La sociologue Isabelle Charpentier nous invite à redécouvrir des œuvres romanesques et des témoignages d’écrivaines (franco-)algériennes et (franco-)marocaines dans une perspective transdisciplinaire empruntant à la sociologie de la littérature et aux pratiques du genre. S’interrogeant sur la thématique de la virginité et les stratégies de prise de parole des écrivaines qui abordent ce sujet, Charpentier a pour finalité de saisir la “diversité des positions [. . .] et des pratiques d’écriture” telles que celles-ci reflètent et affectent les pratiques sociales en Algérie et au Maroc (54).

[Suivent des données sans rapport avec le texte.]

//! Signal path parsing.
//!
//! Signal paths are dot-separated strings like "Vehicle.Driver.HeartRate".
//! A path uniquely identifies one position in the broker's signal tree,
//! either a branch or a leaf signal.

use serde::{Deserialize, Serialize};
use std::str::FromStr;

/// A parsed signal path.
#[derive(Debug, Clone, PartialEq, Eq, Hash, PartialOrd, Ord, Serialize, Deserialize)]
#[serde(try_from = "String", into = "String")]
pub struct SignalPath {
    /// The original path string
    raw: String,
    /// Path segments split by '.'
    segments: Vec<String>,
}

impl SignalPath {
    /// Parse a path string into segments.
    ///
    /// Fails on an empty path or on empty segments ("Vehicle..Speed").
    pub fn new(path: &str) -> Result<Self, PathError> {
        if path.is_empty() {
            return Err(PathError::Empty);
        }

        let segments: Vec<String> = path.split('.').map(String::from).collect();
        if segments.iter().any(String::is_empty) {
            return Err(PathError::EmptySegment(path.to_string()));
        }

        Ok(Self {
            raw: path.to_string(),
            segments,
        })
    }

    /// Get the raw path string.
    pub fn as_str(&self) -> &str {
        &self.raw
    }

    /// Get the path segments.
    pub fn segments(&self) -> &[String] {
        &self.segments
    }

    /// The last segment, e.g. "HeartRate" for "Vehicle.Driver.HeartRate".
    pub fn name(&self) -> &str {
        self.segments.last().map(String::as_str).unwrap_or_default()
    }

    /// Check if this path starts with a given prefix, segment by segment.
    ///
    /// "Vehicle.Speed" does not start with "Vehicle.Spe".
    pub fn starts_with(&self, prefix: &SignalPath) -> bool {
        if prefix.segments.len() > self.segments.len() {
            return false;
        }
        self.segments
            .iter()
            .zip(prefix.segments.iter())
            .all(|(a, b)| a == b)
    }

    /// True if `other` lies strictly below this path.
    ///
    /// "Vehicle" is an ancestor of "Vehicle.Speed" but not of itself.
    pub fn is_ancestor_of(&self, other: &SignalPath) -> bool {
        other.segments.len() > self.segments.len() && other.starts_with(self)
    }
}

impl std::fmt::Display for SignalPath {
    fn fmt(&self, f: &mut std::fmt::Formatter<'_>) -> std::fmt::Result {
        write!(f, "{}", self.raw)
    }
}

impl FromStr for SignalPath {
    type Err = PathError;

    fn from_str(s: &str) -> Result<Self, Self::Err> {
        SignalPath::new(s)
    }
}

impl TryFrom<&str> for SignalPath {
    type Error = PathError;

    fn try_from(s: &str) -> Result<Self, Self::Error> {
        SignalPath::new(s)
    }
}

impl TryFrom<String> for SignalPath {
    type Error = PathError;

    fn try_from(s: String) -> Result<Self, Self::Error> {
        SignalPath::new(&s)
    }
}

impl From<SignalPath> for String {
    fn from(path: SignalPath) -> Self {
        path.raw
    }
}

/// Errors that can occur when parsing a signal path.
#[derive(Debug, Clone, PartialEq, thiserror::Error)]
pub enum PathError {
    #[error("Empty path")]
    Empty,

    #[error("Path contains an empty segment: {0}")]
    EmptySegment(String),
}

Après avoir établi, dans le premier chapitre, que l’éthique sexuelle restrictive qui pèse sur les deux sexes est imposée de façon éminemment variable selon le genre de la personne, l’étude se concentre sur la résurgence de ce thème dans les récits d’écrivaines. Le deuxième volet se concentre sur la manière dont ce thème s’inscrit au cœur du système de valeurs et des échanges des communautés arabo-musulmanes. La troisième partie examine plus spécifiquement les récits qui évoquent les violences sexuelles dont les femmes ont été victimes pendant la décennie noire en Algérie. Le chapitre suivant se focalise sur les récits subversifs qui témoignent de la réalité sociale de la sexualité prénuptiale chez les jeunes femmes. Enfin, le dernier volet étudie de façon très intelligente les projets d’écriture des auteurs qui ont servi à illustrer les chapitres précédents: il s’agit de s’interroger sur les modalités d’écriture et les finalités des différentes stratégies littéraires déployées par les écrivaines, selon le contexte de réception. En effet, comme le souligne Charpentier, si les œuvres littéraires se veulent parfois œuvres subversives à travers une mise en scène de l’intime, de la (discipline de la) sexualité et du corps, elles ne parviennent pas toujours à remplir cet objectif: ces œuvres ont tendance à osciller entre résistances (souhaitées) et reproduction (avérée) des stéréotypes (195).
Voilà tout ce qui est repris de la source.